En Italia, San Vicente comparte la gloria y el culto con otro mártir, San Anastasio, monje persa decapitado el 22 de enero del año 628; tres iglesias de Roma o de los alrededores están dedicadas a honrar juntamente la memoria de estos dos santos mártires: la iglesia de los Santos Vicente y Anastasio alla Régola, servida, en otro tiempo, por la cofradía de los cocineros y pasteleros; la abadía de los Santos Vicente y Anastasio de las Tres Fuentes, en la carretera de Ostia, carea de Roma, en donde descansaron los cuerpos de los santos mártires, bajo el altar mayor que fue solemnemente consagrado en 1221 por el papa Honorio III; y por último, frente a la Fuente de Trevi, la iglesia de los Santos Vicente y Anastasio, a la que el el Senado ofrecía, cada cuatro años, en el día de la fiesta, un cáliz y cuatro candeleras; esta iglesia tiene el privilegio de conservar las urnas que contienen los praecordia (visceras, hígado y corazón) de todos los Papas difuntos, sea cual fuere el lugar de su fallecimiento; el traslado de estos restos se hace con un ceremonial particular. La última vez tuvo lugar para León XIII (1903).

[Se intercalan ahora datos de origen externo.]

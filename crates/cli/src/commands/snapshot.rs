//! `aide snapshot`: the daily brief.

use std::path::Path;

pub async fn run(config: Option<&Path>) -> Result<(), Box<dyn std::error::Error>> {
    let assistant = super::start(config)?;

    eprint!("  Gathering your day...");
    let answer = assistant.get_snapshot().await;
    eprint!("\r                       \r");
    println!("{answer}");

    assistant.shutdown().await;
    Ok(())
}
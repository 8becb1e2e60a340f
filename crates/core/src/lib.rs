//! # Aide Core
//!
//! Domain types, traits, and error definitions for the Aide desktop assistant.
//! This crate has **no I/O of its own**; it defines the domain model that the
//! other crates implement against.
//!
//! ## Design Philosophy
//!
//! Both outbound seams are traits defined here:
//! - [`ContextProvider`] for the information sources (calendar, tasks, notes)
//! - [`Synthesizer`] for the hosted language model
//!
//! Implementations live in `aide-tools` and `aide-providers`. The session
//! controller in `aide-agent` only ever sees the traits, so every piece can
//! be replaced by a scripted stub in tests.

pub mod context;
pub mod error;
pub mod event;
pub mod message;
pub mod session;
pub mod synthesizer;

// Re-export key types at crate root for ergonomics
pub use context::{ContextProvider, ContextResult};
pub use error::{ProviderError, SynthesisError};
pub use event::{DomainEvent, EventBus};
pub use message::{ChatMessage, Role, Turn};
pub use session::SessionState;
pub use synthesizer::{Completion, ContextBlock, PromptRequest, Synthesizer, Usage};
//! Obsidian vault context provider.
//!
//! Strips routing phrases and stop words from the question. With nothing
//! left, lists every note in the vault; otherwise returns an excerpt of each
//! note containing all remaining terms.

use std::path::{Path, PathBuf};

use aide_config::ObsidianConfig;
use aide_core::context::{ContextProvider, ContextResult};
use aide_core::error::ProviderError;
use async_trait::async_trait;
use tracing::debug;

const SOURCE: &str = "Obsidian";

/// Multi-word routing phrases, removed before splitting.
const ROUTING_PHRASES: &[&str] = &[
    "my notes",
    "remember about",
    "research on",
    "anything about",
    "search for",
];

const STOP_WORDS: &[&str] = &[
    "obsidian", "vault", "notes", "note", "remember", "in", "my", "about", "what", "are", "is",
    "a", "an", "the", "do", "i", "have", "on", "for", "of", "to", "me", "show", "find", "any",
    "say", "does", "tell", "list",
];

pub struct ObsidianProvider {
    vault: PathBuf,
    snippet_chars: usize,
}

impl ObsidianProvider {
    pub fn new(vault: impl Into<PathBuf>, snippet_chars: usize) -> Self {
        Self {
            vault: vault.into(),
            snippet_chars,
        }
    }

    /// Build from the `[obsidian]` section. Fails without a vault path.
    pub fn from_config(config: &ObsidianConfig) -> Result<Self, ProviderError> {
        let vault = config.vault_dir().ok_or_else(|| ProviderError::NotConfigured {
            source_name: SOURCE.into(),
            reason: "set OBSIDIAN_VAULT_PATH or add vault_path to [obsidian]".into(),
        })?;
        Ok(Self::new(vault, config.snippet_chars))
    }
}

#[async_trait]
impl ContextProvider for ObsidianProvider {
    fn name(&self) -> &str {
        "obsidian"
    }

    fn source_name(&self) -> &str {
        SOURCE
    }

    async fn fetch(&self, query: &str) -> Result<ContextResult, ProviderError> {
        let terms = search_terms(query);
        debug!(?terms, vault = %self.vault.display(), "Searching vault");

        let vault = self.vault.clone();
        let snippet_chars = self.snippet_chars;
        let text = tokio::task::spawn_blocking(move || search_vault(&vault, &terms, snippet_chars))
            .await
            .map_err(|e| ProviderError::Io {
                source_name: SOURCE.into(),
                reason: e.to_string(),
            })?
            .map_err(|e| ProviderError::Io {
                source_name: SOURCE.into(),
                reason: e.to_string(),
            })?;

        Ok(ContextResult::found(SOURCE, text))
    }
}

/// The lowercase terms left after removing routing phrases and stop words.
pub fn search_terms(query: &str) -> Vec<String> {
    let mut cleaned = query.to_lowercase();
    for phrase in ROUTING_PHRASES {
        cleaned = cleaned.replace(phrase, " ");
    }

    cleaned
        .split_whitespace()
        .map(|word| word.trim_matches(|c: char| !c.is_alphanumeric() && c != '-' && c != '_'))
        .filter(|word| !word.is_empty() && !STOP_WORDS.contains(word))
        .map(String::from)
        .collect()
}

fn search_vault(vault: &Path, terms: &[String], snippet_chars: usize) -> std::io::Result<String> {
    if !vault.is_dir() {
        return Err(std::io::Error::new(
            std::io::ErrorKind::NotFound,
            format!("vault not found at {}", vault.display()),
        ));
    }

    let mut notes = Vec::new();
    collect_notes(vault, &mut notes)?;
    notes.sort();

    if terms.is_empty() {
        if notes.is_empty() {
            return Ok("The vault appears to be empty.".into());
        }
        let mut out = String::from("Notes in the vault:\n");
        for note in &notes {
            let rel = note.strip_prefix(vault).unwrap_or(note.as_path());
            out.push_str(&format!("- {}\n", rel.display()));
        }
        return Ok(out);
    }

    let mut out = format!("Notes containing '{}':\n", terms.join(" "));
    let mut matched = 0;
    for note in &notes {
        // Skip unreadable or non-UTF-8 files instead of failing the search
        let Ok(content) = std::fs::read_to_string(note) else {
            continue;
        };
        let haystack = content.to_lowercase();
        if terms.iter().all(|term| haystack.contains(term.as_str())) {
            let name = note.file_name().unwrap_or_default().to_string_lossy();
            out.push_str(&format!(
                "\n--- Start of note: {name} ---\n{}\n",
                excerpt(&content, snippet_chars)
            ));
            matched += 1;
        }
    }

    if matched == 0 {
        return Ok(format!(
            "No notes contain all of the terms: {}.",
            terms.join(", ")
        ));
    }
    Ok(out)
}

fn collect_notes(dir: &Path, notes: &mut Vec<PathBuf>) -> std::io::Result<()> {
    for entry in std::fs::read_dir(dir)? {
        let entry = entry?;
        let path = entry.path();
        let file_type = entry.file_type()?;
        if file_type.is_dir() {
            // .obsidian holds app settings, not notes
            if !entry.file_name().to_string_lossy().starts_with('.') {
                collect_notes(&path, notes)?;
            }
        } else if path.extension().is_some_and(|ext| ext == "md") {
            notes.push(path);
        }
    }
    Ok(())
}

fn excerpt(content: &str, max_chars: usize) -> String {
    match content.char_indices().nth(max_chars) {
        Some((cut, _)) => format!("{}...", &content[..cut]),
        None => content.to_string(),
    }
}
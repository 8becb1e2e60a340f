//! Synthesizer trait: the abstraction over the hosted language model.
//!
//! A Synthesizer takes one fully assembled [`PromptRequest`] and returns one
//! answer. Implementations: OpenAI-compatible endpoints and Azure OpenAI
//! deployments (see `aide-providers`).

use async_trait::async_trait;
use serde::{Deserialize, Serialize};

use crate::error::SynthesisError;
use crate::message::{ChatMessage, Turn};

/// Labeled context inserted between the system instructions and memory.
#[derive(Debug, Clone, PartialEq, Serialize, Deserialize)]
pub struct ContextBlock {
    /// Where the context came from (e.g. "Calendar").
    pub label: String,

    /// The (possibly truncated) context text.
    pub text: String,

    /// Whether `text` was cut down to fit the threshold.
    pub truncated: bool,
}

/// Everything the model sees for one exchange. Built fresh, used once.
#[derive(Debug, Clone, PartialEq, Serialize, Deserialize)]
pub struct PromptRequest {
    pub system_instructions: String,

    /// Prior turns, oldest first.
    pub memory_snapshot: Vec<Turn>,

    #[serde(default, skip_serializing_if = "Option::is_none")]
    pub context: Option<ContextBlock>,

    pub user_question: String,
}

impl PromptRequest {
    /// Render the request as chat messages in prompt order: system
    /// instructions, context block, memory turns, current question.
    pub fn to_messages(&self) -> Vec<ChatMessage> {
        let mut messages = Vec::with_capacity(self.memory_snapshot.len() + 3);
        messages.push(ChatMessage::system(&self.system_instructions));

        if let Some(block) = &self.context {
            messages.push(ChatMessage::system(format!(
                "Use the following context from {} to answer the user's question. \
                 If it does not contain the answer, say so.\n\n--- {} ---\n{}\n--- end of {} ---",
                block.label, block.label, block.text, block.label
            )));
        }

        messages.extend(self.memory_snapshot.iter().map(Turn::to_message));
        messages.push(ChatMessage::user(&self.user_question));
        messages
    }
}

/// A successful model answer.
#[derive(Debug, Clone, Serialize, Deserialize)]
pub struct Completion {
    /// The answer text, never empty.
    pub text: String,

    /// Which model actually responded.
    pub model: String,

    pub usage: Option<Usage>,
}

/// Token usage information.
#[derive(Debug, Clone, Copy, Default, Serialize, Deserialize)]
pub struct Usage {
    pub prompt_tokens: u32,
    pub completion_tokens: u32,
    pub total_tokens: u32,
}

/// The core Synthesizer trait.
///
/// The session controller calls `complete()` without knowing which backend
/// is configured.
#[async_trait]
pub trait Synthesizer: Send + Sync {
    /// A human-readable name for this backend (e.g. "azure", "openrouter").
    fn name(&self) -> &str;

    /// Send the prompt and wait for the full answer.
    async fn complete(&self, request: &PromptRequest) -> Result<Completion, SynthesisError>;
}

En Francia, el culto de San Vicente está también muy extendido y en gran veneración; más de cuarenta ciudades o pueblos de esta nación llevan su nombre, sin contar las abadías, iglesias y parroquias.
En el siglo VI, gran parte de las reliquias de San Vicente fueron trasladadas a Francia. Los reyes Clotario y Childeberto se las llevaron de Esguiña en 531, después de haber vencido a los visigodos y puesto en libertad a su hermana Clotilde, esposa de Amalarico, perseguida y maltratada por este rey amano. En esta expedición los reyes francos sitiaron a Zaragoza; cuenta Guillermo Valar que se levantó el sitio después de una procesión extraordinaria en la que tomaron parte todos los habitantes, con hábito de penitente y llevando como estandarte la túnica de San Vicente. Childeberto mandó edificar en París una iglesia y una abadía, en donde colocó esta túnica y un brazo del mártir, único tributo de guerra que impuso a los vencidos. Esta iglesia se llamó más tarde de San Germán de los Prados.

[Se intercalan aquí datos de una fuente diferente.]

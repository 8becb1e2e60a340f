//! Prompt assembly: system instructions, optional context block, memory
//! window, and the current question.
//!
//! # Layout
//!
//! 1. **System** instructions (persona, response style, constraints)
//! 2. **Context** block labeled with its source, only when context was found
//! 3. **Memory** turns, oldest first
//! 4. **Question**
//!
//! Assembly is deterministic: identical inputs produce identical requests.

use aide_config::AppConfig;
use aide_core::context::ContextResult;
use aide_core::message::Turn;
use aide_core::synthesizer::{ContextBlock, PromptRequest};
use tracing::debug;

/// Appended to context that was cut down to fit the threshold.
pub const TRUNCATION_MARKER: &str = "\n[... context truncated]";

/// The built-in system instructions for an assistant called `name`.
pub fn default_instructions(name: &str) -> String {
    format!(
        "You are {name}, a helpful and concise productivity assistant. \
         Answer the user's question directly and insightfully, using the \
         conversation so far and any context provided from their tools. \
         If the context says a source had nothing, say so plainly instead of \
         guessing. Keep answers short unless the user asks for detail."
    )
}

/// Cut `text` to at most `max_chars` characters, marker included.
///
/// Returns the text and whether it was truncated.
pub fn truncate_context(text: &str, max_chars: usize) -> (String, bool) {
    if text.chars().count() <= max_chars {
        return (text.to_string(), false);
    }

    let marker_chars = TRUNCATION_MARKER.chars().count();
    if max_chars <= marker_chars {
        return (TRUNCATION_MARKER.chars().take(max_chars).collect(), true);
    }

    let keep = max_chars - marker_chars;
    let mut out: String = text.chars().take(keep).collect();
    out.push_str(TRUNCATION_MARKER);
    (out, true)
}

/// Builds a [`PromptRequest`] for each exchange.
#[derive(Debug, Clone)]
pub struct PromptAssembler {
    system_instructions: String,
    max_context_chars: usize,
}

impl PromptAssembler {
    pub fn new(system_instructions: impl Into<String>, max_context_chars: usize) -> Self {
        Self {
            system_instructions: system_instructions.into(),
            max_context_chars,
        }
    }

    /// Instructions come from `system_prompt_override` when set, otherwise
    /// the built-in template with the configured assistant name.
    pub fn from_config(config: &AppConfig) -> Self {
        let instructions = config
            .system_prompt_override
            .clone()
            .filter(|s| !s.trim().is_empty())
            .unwrap_or_else(|| default_instructions(&config.assistant_name));
        Self::new(instructions, config.context.max_chars)
    }

    pub fn system_instructions(&self) -> &str {
        &self.system_instructions
    }

    pub fn max_context_chars(&self) -> usize {
        self.max_context_chars
    }

    /// Assemble the request. A context block is included only when the
    /// result was found and carries text.
    pub fn assemble(
        &self,
        question: &str,
        memory_snapshot: Vec<Turn>,
        context: Option<&ContextResult>,
    ) -> PromptRequest {
        let context = context
            .filter(|result| result.found && !result.text.trim().is_empty())
            .map(|result| {
                let (text, truncated) = truncate_context(&result.text, self.max_context_chars);
                if truncated {
                    debug!(
                        source = %result.source_name,
                        original_chars = result.text.chars().count(),
                        max_chars = self.max_context_chars,
                        "Context truncated"
                    );
                }
                ContextBlock {
                    label: result.source_name.clone(),
                    text,
                    truncated,
                }
            });

        PromptRequest {
            system_instructions: self.system_instructions.clone(),
            memory_snapshot,
            context,
            user_question: question.to_string(),
        }
    }
}
//! Tool router: picks at most one context provider per question.
//!
//! The dispatch table is an ordered list of [`ToolSpec`]s. A question is
//! lowercased and tested against each entry's triggers in declaration order;
//! the first entry with a matching trigger wins. No match means "no tool" and
//! the model answers from memory and general knowledge.

use std::sync::Arc;
use std::time::{Duration, Instant};

use aide_config::AppConfig;
use aide_core::context::{ContextProvider, ContextResult};
use aide_core::error::ProviderError;
use aide_tools::{
    CalendarProvider, DailyBriefProvider, KnowledgeFileProvider, NotionProvider, ObsidianProvider,
};
use tracing::{debug, info, warn};

/// A condition on the lowercased question.
#[derive(Debug, Clone, PartialEq, Eq)]
pub enum Trigger {
    /// The keyword or phrase occurs anywhere.
    Contains(String),
    /// The question starts with this text (leading whitespace ignored).
    StartsWith(String),
}

impl Trigger {
    pub fn contains(keyword: &str) -> Self {
        Self::Contains(keyword.to_lowercase())
    }

    pub fn starts_with(prefix: &str) -> Self {
        Self::StartsWith(prefix.to_lowercase())
    }

    /// `lowered` must already be lowercase.
    pub fn matches(&self, lowered: &str) -> bool {
        match self {
            Self::Contains(keyword) => lowered.contains(keyword.as_str()),
            Self::StartsWith(prefix) => lowered.trim_start().starts_with(prefix.as_str()),
        }
    }
}

/// One entry of the dispatch table.
pub struct ToolSpec {
    triggers: Vec<Trigger>,
    provider: Arc<dyn ContextProvider>,
}

impl ToolSpec {
    pub fn new(provider: Arc<dyn ContextProvider>, triggers: Vec<Trigger>) -> Self {
        Self { triggers, provider }
    }

    /// An entry using the built-in triggers for the provider's tool name.
    pub fn with_default_triggers(provider: Arc<dyn ContextProvider>) -> Self {
        let triggers = default_triggers(provider.name());
        Self::new(provider, triggers)
    }

    pub fn name(&self) -> &str {
        self.provider.name()
    }

    pub fn source_name(&self) -> &str {
        self.provider.source_name()
    }

    pub fn triggers(&self) -> &[Trigger] {
        &self.triggers
    }

    pub fn matches(&self, lowered: &str) -> bool {
        self.triggers.iter().any(|t| t.matches(lowered))
    }

    /// Fetch context, bounded by `timeout`. Errors and timeouts become
    /// "not found"; a late result is dropped with the abandoned future.
    pub async fn invoke(&self, query: &str, timeout: Duration) -> ContextResult {
        let started = Instant::now();
        let outcome = tokio::time::timeout(timeout, self.provider.fetch(query)).await;
        let elapsed_ms = started.elapsed().as_millis() as u64;

        let error = match outcome {
            Ok(Ok(result)) => {
                debug!(tool = %self.name(), found = result.found, elapsed_ms, "Context fetched");
                return result;
            }
            Ok(Err(e)) => e,
            Err(_) => ProviderError::Timeout {
                source_name: self.source_name().to_string(),
                timeout_secs: timeout.as_secs(),
            },
        };

        warn!(tool = %self.name(), error = %error, elapsed_ms, "Context provider failed; answering without context");
        ContextResult::not_found(self.source_name())
    }
}

impl std::fmt::Debug for ToolSpec {
    fn fmt(&self, f: &mut std::fmt::Formatter<'_>) -> std::fmt::Result {
        f.debug_struct("ToolSpec")
            .field("name", &self.name())
            .field("triggers", &self.triggers)
            .finish()
    }
}

/// The ordered dispatch table.
#[derive(Debug, Default)]
pub struct ToolRouter {
    specs: Vec<ToolSpec>,
}

impl ToolRouter {
    pub fn new() -> Self {
        Self::default()
    }

    /// Append an entry; earlier entries take priority.
    pub fn register(&mut self, spec: ToolSpec) {
        self.specs.push(spec);
    }

    pub fn with(mut self, spec: ToolSpec) -> Self {
        self.register(spec);
        self
    }

    /// The first entry whose triggers match, if any. Never fails.
    pub fn route(&self, question: &str) -> Option<&ToolSpec> {
        let lowered = question.to_lowercase();
        self.specs.iter().find(|spec| spec.matches(&lowered))
    }

    /// Registered tool names in priority order.
    pub fn tool_names(&self) -> Vec<&str> {
        self.specs.iter().map(ToolSpec::name).collect()
    }

    pub fn len(&self) -> usize {
        self.specs.len()
    }

    pub fn is_empty(&self) -> bool {
        self.specs.is_empty()
    }
}

/// Built-in triggers per tool name.
pub fn default_triggers(tool_name: &str) -> Vec<Trigger> {
    let keywords: &[&str] = match tool_name {
        "daily_brief" => &["snapshot", "summary", "daily brief", "what's up"],
        "obsidian" => &["obsidian", "vault", "my notes", "remember", "research on"],
        "notion" => &["notion", "assignments", "tasks", "dashboard", "email"],
        "calendar" => &[
            "calendar", "schedule", "meeting", "event", "priorities", "busy", "monday", "tuesday",
            "wednesday", "thursday", "friday", "saturday", "sunday", "today", "tomorrow", "week",
            "year",
        ],
        "knowledge_file" => return vec![Trigger::starts_with("read ")],
        _ => &[],
    };
    keywords.iter().map(|k| Trigger::contains(k)).collect()
}

/// Build the dispatch table from configuration, in priority order:
/// daily brief, Obsidian, Notion, calendar, knowledge file.
///
/// Sources that are not configured are left out with a warning.
pub fn build_from_config(config: &AppConfig) -> ToolRouter {
    let calendar = configured(CalendarProvider::from_config(&config.calendar));
    let notion = configured(NotionProvider::from_config(&config.notion));
    let obsidian = configured(ObsidianProvider::from_config(&config.obsidian));

    let knowledge = KnowledgeFileProvider::from_config(&config.knowledge);
    if !knowledge.root().is_dir() {
        warn!(
            dir = %knowledge.root().display(),
            "Knowledge folder does not exist; 'read <file>' will find nothing"
        );
    }
    let knowledge: Arc<dyn ContextProvider> = Arc::new(knowledge);

    let mut router = ToolRouter::new();

    if calendar.is_some() || notion.is_some() {
        let brief: Arc<dyn ContextProvider> =
            Arc::new(DailyBriefProvider::new(calendar.clone(), notion.clone()));
        router.register(ToolSpec::with_default_triggers(brief));
    } else {
        warn!("Daily brief disabled: neither calendar nor Notion is configured");
    }

    for provider in [obsidian, notion, calendar].into_iter().flatten() {
        router.register(ToolSpec::with_default_triggers(provider));
    }
    router.register(ToolSpec::with_default_triggers(knowledge));

    info!(tools = ?router.tool_names(), "Tool router ready");
    router
}

fn configured<P>(built: Result<P, ProviderError>) -> Option<Arc<dyn ContextProvider>>
where
    P: ContextProvider + 'static,
{
    match built {
        Ok(provider) => Some(Arc::new(provider)),
        Err(e) => {
            warn!("{e}");
            None
        }
    }
}

#[cfg(test)]
mod tests {
    use super::*;
    use async_trait::async_trait;

    struct Named(&'static str);

    #[async_trait]
    impl ContextProvider for Named {
        fn name(&self) -> &str {
            self.0
        }
        fn source_name(&self) -> &str {
            self.0
        }
        async fn fetch(&self, _query: &str) -> Result<ContextResult, ProviderError> {
            Ok(ContextResult::found(self.0, "ok"))
        }
    }

    struct Failing;

    #[async_trait]
    impl ContextProvider for Failing {
        fn name(&self) -> &str {
            "failing"
        }
        fn source_name(&self) -> &str {
            "Failing"
        }
        async fn fetch(&self, _query: &str) -> Result<ContextResult, ProviderError> {
            Err(ProviderError::Api {
                source_name: "Failing".into(),
                status_code: 500,
                message: "boom".into(),
            })
        }
    }

    struct Slow;

    #[async_trait]
    impl ContextProvider for Slow {
        fn name(&self) -> &str {
            "slow"
        }
        fn source_name(&self) -> &str {
            "Slow"
        }
        async fn fetch(&self, _query: &str) -> Result<ContextResult, ProviderError> {
            tokio::time::sleep(Duration::from_secs(60)).await;
            Ok(ContextResult::found("Slow", "too late"))
        }
    }

    fn full_router() -> ToolRouter {
        let mut router = ToolRouter::new();
        for name in ["daily_brief", "obsidian", "notion", "calendar", "knowledge_file"] {
            router.register(ToolSpec::with_default_triggers(Arc::new(Named(name))));
        }
        router
    }

    fn routed(router: &ToolRouter, question: &str) -> Option<String> {
        router.route(question).map(|spec| spec.name().to_string())
    }

    #[test]
    fn routes_by_keyword() {
        let router = full_router();
        assert_eq!(routed(&router, "What's on my calendar?").as_deref(), Some("calendar"));
        assert_eq!(routed(&router, "Any new EMAIL?").as_deref(), Some("notion"));
        assert_eq!(routed(&router, "search my Obsidian vault").as_deref(), Some("obsidian"));
        assert_eq!(routed(&router, "give me a summary").as_deref(), Some("daily_brief"));
        assert_eq!(routed(&router, "read Resume.md").as_deref(), Some("knowledge_file"));
    }

    #[test]
    fn no_trigger_means_no_tool() {
        let router = full_router();
        assert!(router.route("hello").is_none());
        assert!(router.route("").is_none());
    }

    #[test]
    fn declaration_order_resolves_overlaps() {
        let router = full_router();
        // "tasks" (notion) and "today" (calendar) both match
        assert_eq!(routed(&router, "what tasks do I have today").as_deref(), Some("notion"));
        // "summary" (daily_brief) beats "week" (calendar)
        assert_eq!(routed(&router, "summary of my week").as_deref(), Some("daily_brief"));
        // "my notes" (obsidian) beats the "read " prefix
        assert_eq!(routed(&router, "read my notes").as_deref(), Some("obsidian"));
    }

    #[test]
    fn summarize_is_not_a_daily_brief_keyword() {
        let router = full_router();
        assert_eq!(routed(&router, "summarize my notes on rust").as_deref(), Some("obsidian"));
        assert_eq!(
            routed(&router, "summarize my research on transformers").as_deref(),
            Some("obsidian")
        );
        assert_eq!(
            routed(&router, crate::session::SNAPSHOT_QUESTION).as_deref(),
            Some("daily_brief")
        );
    }

    #[test]
    fn prefix_trigger_only_matches_at_start() {
        let router = full_router();
        assert!(router.route("I already read the book").is_none());
        assert_eq!(routed(&router, "   READ todo.txt").as_deref(), Some("knowledge_file"));
    }

    #[test]
    fn tool_names_keep_priority_order() {
        assert_eq!(
            full_router().tool_names(),
            vec!["daily_brief", "obsidian", "notion", "calendar", "knowledge_file"]
        );
    }

    #[tokio::test]
    async fn invoke_degrades_errors_to_not_found() {
        let spec = ToolSpec::new(Arc::new(Failing), vec![Trigger::contains("x")]);
        let result = spec.invoke("x", Duration::from_secs(5)).await;
        assert!(!result.found);
        assert_eq!(result.source_name, "Failing");
    }

    #[tokio::test(start_paused = true)]
    async fn invoke_times_out() {
        let spec = ToolSpec::new(Arc::new(Slow), vec![Trigger::contains("x")]);
        let result = spec.invoke("x", Duration::from_secs(15)).await;
        assert!(!result.found);
        assert!(result.text.is_empty());
    }

    #[test]
    fn build_from_config_skips_unconfigured_sources() {
        let dir = tempfile::tempdir().unwrap();
        let mut config = AppConfig::default();
        config.calendar.enabled = false;
        config.knowledge.dir = dir.path().display().to_string();

        let router = build_from_config(&config);
        assert_eq!(router.tool_names(), vec!["knowledge_file"]);
    }

    #[test]
    fn build_from_config_registers_in_priority_order() {
        let dir = tempfile::tempdir().unwrap();
        let token = dir.path().join("token.json");
        std::fs::write(&token, r#"{"token": "t"}"#).unwrap();

        let mut config = AppConfig::default();
        config.calendar.token_path = token.display().to_string();
        config.notion.api_key = Some("secret".into());
        config.obsidian.vault_path = Some(dir.path().display().to_string());
        config.knowledge.dir = dir.path().display().to_string();

        let router = build_from_config(&config);
        assert_eq!(
            router.tool_names(),
            vec!["daily_brief", "obsidian", "notion", "calendar", "knowledge_file"]
        );
    }
}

A la ciudad de Mans cupo la suerte de poseer lo cabeza de San Vicente.
Esta insigne reliquia fue dada por Childeberto al obispo San Dámnolo, quien, para recibirla, mandó construir en 572 la abadía de San Vicente, en donde permaneció hasta la Revolución francesa. Dun-le-Roi, en el Berry, guardaba el corazón del mártir; los calvinistas lo quemaron en 1562. Castres celebra una traslación del 27 de noviembre del año 855; Besançon ha venerado siempre de una manera muy especial dos vértebras que recibió en 876; Metz, Vitry, Macón y Viviers recibieron también reliquias de San Vicente y las conservan todavía.
A San Vicente se le representa vestido de la dalmática de diácono y acompañado de una cruz, un cuervo y una parrilla, Varias corporaciones le han elegido por patrón, según los atributos de su martirio; pero se le conoce principalmente como patrón de los viñadores, o porque en su calidad de diácono, Vicente presentaba en el altar el vino del sacrificio, o
bien porque él mismo, bajo el peso de los suplicios, como racimo en el lagar, vertió su sangre por amor de Cristo.